Christian Pulisic także się co nieco przebudził. Doskonale przerzucił piłkę za linię obrony „Toro”, wypuszczając do działania Tijjaniego Reijndersa. Holender w sprincie uderzył na bramkę, ale znakomicie na refleks wyjął to Vanja Milinković-Savić. I wtedy to Milan mocno atakował. Reijnders, Felix, Alex Jimenez próbowali, ale nie wychodziło. Vanoli zareagował, robiąc potrójną zmianę. Na boisku zameldowali się dwaj Polacy – Karol Linetty oraz Sebastian Walukiewicz, ale także Gvidas Gineitis. Była to ważna zmiana dla przebiegu spotkania.
Wystarczyło poczekać jeszcze chwilę i w końcu dla kibiców gości nadeszła 74. minuta.

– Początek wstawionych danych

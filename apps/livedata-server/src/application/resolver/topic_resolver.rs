//! Topic Name Resolution
//!
//! Derives the publish topic for a resolved identifier / rule-set pair.

use std::sync::Arc;

use crate::domain::ids::ExternalId;
use crate::domain::normalization::NormalizationRuleSet;

/// A topic lookup request: the canonical identifier plus the rule set the
/// data will be normalized with.
#[derive(Debug, Clone)]
pub struct TopicNameRequest {
    /// Canonical identifier.
    pub id: ExternalId,
    /// Normalization rule set.
    pub rule_set: Arc<NormalizationRuleSet>,
}

/// Resolves topic names for distribution targets.
pub trait TopicNameResolver: Send + Sync {
    /// Derive the topic, or `None` when no topic can be assigned.
    fn resolve(&self, request: &TopicNameRequest) -> Option<String>;

    /// Resolve a batch, preserving input order. The result covers exactly
    /// the input requests.
    fn resolve_batch(&self, requests: &[TopicNameRequest]) -> Vec<Option<String>> {
        requests.iter().map(|r| self.resolve(r)).collect()
    }
}

/// Builds `prefix.identifier.ruleset` topics.
#[derive(Debug, Clone)]
pub struct PrefixTopicNameResolver {
    prefix: String,
}

impl PrefixTopicNameResolver {
    /// Create a resolver with the given topic prefix.
    #[must_use]
    pub fn new(prefix: impl Into<String>) -> Self {
        Self {
            prefix: prefix.into(),
        }
    }
}

impl TopicNameResolver for PrefixTopicNameResolver {
    fn resolve(&self, request: &TopicNameRequest) -> Option<String> {
        Some(format!(
            "{}.{}.{}",
            self.prefix,
            request.id.value(),
            request.rule_set.id()
        ))
    }
}
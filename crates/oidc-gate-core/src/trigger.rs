// crates/oidc-gate-core/src/trigger.rs
// ============================================================================
// Module: OIDC Redirect Trigger
// Description: Turns realm-bearing deny decisions into login redirects.
// Purpose: Enrich denial responses without corrupting them on failure paths.
// Dependencies: oidc-gate-config, thiserror
// ============================================================================

//! ## Overview
//! The trigger inspects a policy evaluation result and classifies it into one
//! of three outcomes:
//!
//! - no realm requested: the response is not touched and `None` is returned;
//! - realm found: a `Location` header is appended, the status becomes 303, and
//!   the caller's own response is returned;
//! - realm not found: an error event is recorded and the unchanged response is
//!   returned.
//!
//! ## Invariants
//! - Classification happens before the response is borrowed mutably; the
//!   redirect is fully built first, so applying it cannot fail half-way.
//! - No state is kept between invocations.

// ============================================================================
// SECTION: Imports
// ============================================================================

use std::sync::Arc;

use oidc_gate_config::OidcConfig;
use oidc_gate_config::RealmConfig;
use serde::Serialize;
use thiserror::Error;

use crate::audit::TriggerAuditEvent;
use crate::audit::TriggerAuditSink;
use crate::decision::EvaluationResult;
use crate::decision::PolicyDecision;
use crate::registry::RealmLookup;
use crate::registry::RealmRegistry;
use crate::response::DeniedHttpResponse;
use crate::response::HeaderValueOption;
use crate::response::HttpStatus;

// ============================================================================
// SECTION: Errors
// ============================================================================

/// A policy named a realm that the registry does not know.
#[derive(Debug, Clone, PartialEq, Eq, Error)]
#[error(
    "policy wants to redirect downstream client to realm login but no realm login endpoint \
     found in configuration for realm name: '{realm}'"
)]
pub struct RealmLookupError {
    /// Unresolved realm name.
    realm: String,
}

impl RealmLookupError {
    /// Creates a lookup error for `realm`.
    #[must_use]
    pub fn new(realm: impl Into<String>) -> Self {
        Self {
            realm: realm.into(),
        }
    }

    /// Returns the unresolved realm name.
    #[must_use]
    pub fn realm(&self) -> &str {
        &self.realm
    }
}

// ============================================================================
// SECTION: Outcomes
// ============================================================================

/// Classification label for a trigger invocation.
#[derive(Debug, Clone, Copy, PartialEq, Eq, Serialize)]
#[serde(rename_all = "snake_case")]
pub enum OutcomeKind {
    /// The decision did not request a realm.
    NoRealm,
    /// The requested realm resolved and a redirect was produced.
    RealmFound,
    /// The requested realm is not configured.
    RealmNotFound,
}

/// Result of classifying an evaluation result against the registry.
#[derive(Debug, Clone, PartialEq, Eq)]
pub enum TriggerOutcome<'a> {
    /// No realm requested.
    NoRealm,
    /// Realm resolved.
    RealmFound {
        /// Matching realm definition.
        realm: &'a RealmConfig,
    },
    /// Realm requested but not configured.
    RealmNotFound {
        /// Lookup failure to report.
        error: RealmLookupError,
    },
}

impl TriggerOutcome<'_> {
    /// Returns the classification label.
    #[must_use]
    pub const fn kind(&self) -> OutcomeKind {
        match self {
            Self::NoRealm => OutcomeKind::NoRealm,
            Self::RealmFound {
                ..
            } => OutcomeKind::RealmFound,
            Self::RealmNotFound {
                ..
            } => OutcomeKind::RealmNotFound,
        }
    }
}

// ============================================================================
// SECTION: Redirect
// ============================================================================

/// Fully built redirect, ready to apply to a denial response.
#[derive(Debug, Clone, PartialEq, Eq)]
pub struct Redirect {
    /// Status to set.
    status: HttpStatus,
    /// Header to append.
    location: HeaderValueOption,
}

impl Redirect {
    /// Builds a 303 redirect to `url`.
    #[must_use]
    pub fn to(url: &str) -> Self {
        Self {
            status: HttpStatus::see_other(),
            location: HeaderValueOption::location(url),
        }
    }

    /// Appends the `Location` header after existing headers and sets the status.
    pub fn apply(self, response: &mut DeniedHttpResponse) {
        response.headers.push(self.location);
        response.status = Some(self.status);
    }
}

// ============================================================================
// SECTION: Trigger
// ============================================================================

/// Decision enrichment step invoked by the authorization server.
pub trait RedirectTrigger: Send + Sync {
    /// Processes a denial. Returns `None` when no redirect was requested,
    /// otherwise the caller's response (redirected, or unchanged when the
    /// requested realm is unknown).
    fn process<'r>(
        &self,
        result: &EvaluationResult,
        response: &'r mut DeniedHttpResponse,
    ) -> Option<&'r mut DeniedHttpResponse>;
}

/// Redirect trigger for the OIDC Authorization Code flow.
pub struct AuthCodeFlowTrigger<L = RealmRegistry> {
    /// Realm lookup capability.
    registry: L,
    /// Sink for unresolved-realm diagnostics.
    audit: Arc<dyn TriggerAuditSink>,
}

impl AuthCodeFlowTrigger<RealmRegistry> {
    /// Builds a trigger over `config`; `None` yields a trigger that never
    /// redirects but still reports requested realms as unknown.
    #[must_use]
    pub fn new(config: Option<OidcConfig>, audit: Arc<dyn TriggerAuditSink>) -> Self {
        Self::with_registry(RealmRegistry::new(config), audit)
    }
}

impl<L: RealmLookup> AuthCodeFlowTrigger<L> {
    /// Builds a trigger over an existing lookup implementation.
    #[must_use]
    pub fn with_registry(registry: L, audit: Arc<dyn TriggerAuditSink>) -> Self {
        Self {
            registry,
            audit,
        }
    }

    /// Classifies `result` without touching any response.
    #[must_use]
    pub fn evaluate(&self, result: &EvaluationResult) -> TriggerOutcome<'_> {
        let PolicyDecision::RealmRequest(name) = result.policy_decision() else {
            return TriggerOutcome::NoRealm;
        };
        match self.registry.lookup_realm(name) {
            Some(realm) => TriggerOutcome::RealmFound {
                realm,
            },
            None => TriggerOutcome::RealmNotFound {
                error: RealmLookupError::new(name),
            },
        }
    }

    /// Acts on an outcome previously returned by [`Self::evaluate`].
    ///
    /// Lets callers report the same classification that was applied.
    pub fn apply_outcome<'r>(
        &self,
        outcome: TriggerOutcome<'_>,
        response: &'r mut DeniedHttpResponse,
    ) -> Option<&'r mut DeniedHttpResponse> {
        match outcome {
            TriggerOutcome::NoRealm => None,
            TriggerOutcome::RealmFound {
                realm,
            } => {
                Redirect::to(&realm.login_url).apply(response);
                Some(response)
            }
            TriggerOutcome::RealmNotFound {
                error,
            } => {
                self.audit.record(&TriggerAuditEvent::realm_not_found(&error, response));
                Some(response)
            }
        }
    }
}

impl<L: RealmLookup> RedirectTrigger for AuthCodeFlowTrigger<L> {
    fn process<'r>(
        &self,
        result: &EvaluationResult,
        response: &'r mut DeniedHttpResponse,
    ) -> Option<&'r mut DeniedHttpResponse> {
        self.apply_outcome(self.evaluate(result), response)
    }
}

// ============================================================================
// SECTION: Tests
// ============================================================================

#[cfg(test)]
mod tests {
    #![allow(
        clippy::panic,
        clippy::unwrap_used,
        clippy::expect_used,
        reason = "Test fixtures use explicit asserts and unwraps for clarity."
    )]

    use serde_json::json;

    use super::*;
    use crate::audit::InMemoryAuditSink;
    use crate::response::LOCATION_HEADER;
    use crate::response::SEE_OTHER;

    fn config() -> OidcConfig {
        OidcConfig {
            callback_url: "http://wada/wada".to_string(),
            realms: vec![RealmConfig {
                name: "A".to_string(),
                login_url: "http://log/in/A".to_string(),
                client_id: "id.A".to_string(),
                client_secret: "s.A".to_string(),
            }],
        }
    }

    fn trigger(sink: &Arc<InMemoryAuditSink>) -> AuthCodeFlowTrigger {
        AuthCodeFlowTrigger::new(Some(config()), sink.clone())
    }

    #[test]
    fn evaluate_classifies_each_outcome() {
        let sink = Arc::new(InMemoryAuditSink::new());
        let trigger = trigger(&sink);
        let cases = [
            (json!(false), OutcomeKind::NoRealm),
            (json!({"realm": "A"}), OutcomeKind::RealmFound),
            (json!({"realm": "ghost"}), OutcomeKind::RealmNotFound),
        ];
        for (decision, expected) in cases {
            let outcome = trigger.evaluate(&EvaluationResult::new(decision));
            assert_eq!(outcome.kind(), expected);
        }
        assert!(sink.is_empty(), "evaluate must not record events");
    }

    #[test]
    fn evaluate_carries_unresolved_realm_name() {
        let sink = Arc::new(InMemoryAuditSink::new());
        let trigger = trigger(&sink);
        let outcome = trigger.evaluate(&EvaluationResult::new(json!({"realm": " ghost "})));
        assert_eq!(
            outcome,
            TriggerOutcome::RealmNotFound {
                error: RealmLookupError::new("ghost"),
            }
        );
    }

    #[test]
    fn found_realm_redirects_to_its_login_url() {
        let sink = Arc::new(InMemoryAuditSink::new());
        let trigger = trigger(&sink);
        let outcome = trigger.evaluate(&EvaluationResult::new(json!({"realm": "A"})));
        let mut response = DeniedHttpResponse::default();
        let redirected = trigger.apply_outcome(outcome, &mut response).unwrap();
        assert_eq!(redirected.header(LOCATION_HEADER), Some("http://log/in/A"));
        assert_eq!(redirected.status_code(), Some(SEE_OTHER));
    }

    #[test]
    fn redirect_apply_appends_after_existing_headers() {
        let mut response = DeniedHttpResponse {
            headers: vec![HeaderValueOption::new("x-header", "x")],
            ..DeniedHttpResponse::default()
        };
        Redirect::to("http://log/in/A").apply(&mut response);
        assert_eq!(response.headers.len(), 2);
        assert_eq!(response.headers[0].header.key, "x-header");
        assert_eq!(response.headers[1], HeaderValueOption::location("http://log/in/A"));
        assert_eq!(response.status_code(), Some(SEE_OTHER));
    }

    #[test]
    fn apply_outcome_acts_on_the_given_classification() {
        let sink = Arc::new(InMemoryAuditSink::new());
        let trigger = trigger(&sink);
        let cases = [
            (json!(false), false, 0),
            (json!({"realm": "A"}), true, 0),
            (json!({"realm": "ghost"}), true, 1),
        ];
        for (decision, returned, events) in cases {
            let result = EvaluationResult::new(decision);
            let before = sink.len();
            let mut via_outcome = DeniedHttpResponse::default();
            let outcome = trigger.evaluate(&result);
            let got = trigger.apply_outcome(outcome, &mut via_outcome).is_some();
            let mut via_process = DeniedHttpResponse::default();
            let _ = trigger.process(&result, &mut via_process);
            assert_eq!(got, returned);
            assert_eq!(via_outcome, via_process);
            assert_eq!(sink.len() - before, events * 2);
        }
    }

    #[test]
    fn process_returns_callers_reference() {
        let sink = Arc::new(InMemoryAuditSink::new());
        let trigger = trigger(&sink);
        let mut response = DeniedHttpResponse::default();
        let expected: *const DeniedHttpResponse = &response;
        let returned = trigger
            .process(&EvaluationResult::new(json!({"realm": "A"})), &mut response)
            .unwrap();
        assert!(std::ptr::eq(returned, expected));
    }

    #[test]
    fn lookup_error_message_names_realm() {
        let err = RealmLookupError::new("ghost");
        assert_eq!(err.realm(), "ghost");
        assert!(err.to_string().ends_with("for realm name: 'ghost'"));
    }

    #[test]
    fn outcome_kinds_serialize_as_snake_case() {
        let rendered = serde_json::to_value([
            OutcomeKind::NoRealm,
            OutcomeKind::RealmFound,
            OutcomeKind::RealmNotFound,
        ])
        .unwrap();
        assert_eq!(rendered, json!(["no_realm", "realm_found", "realm_not_found"]));
    }
}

Tijjani Reijnders w podbramkowym zamieszaniu przymierzył nie do obrony z lewej nogi. 1:1 Prowadzeniem Milan się nie nacieszył. Gvidas Gineitis, który wszedł na plac pięć minut wcześniej wykorzystał gapiostwo defensywy „Rossonerich” (Malick Thiaw skupił się na rozmowie z arbitrem) i pokonał strzałem po dalszym słupku Maignana. 2:1, a wystarczyło stanąć na piłce i utrudnić rywalowi rozegranie rzutu wolnego. „Byki” wygrały sprytem.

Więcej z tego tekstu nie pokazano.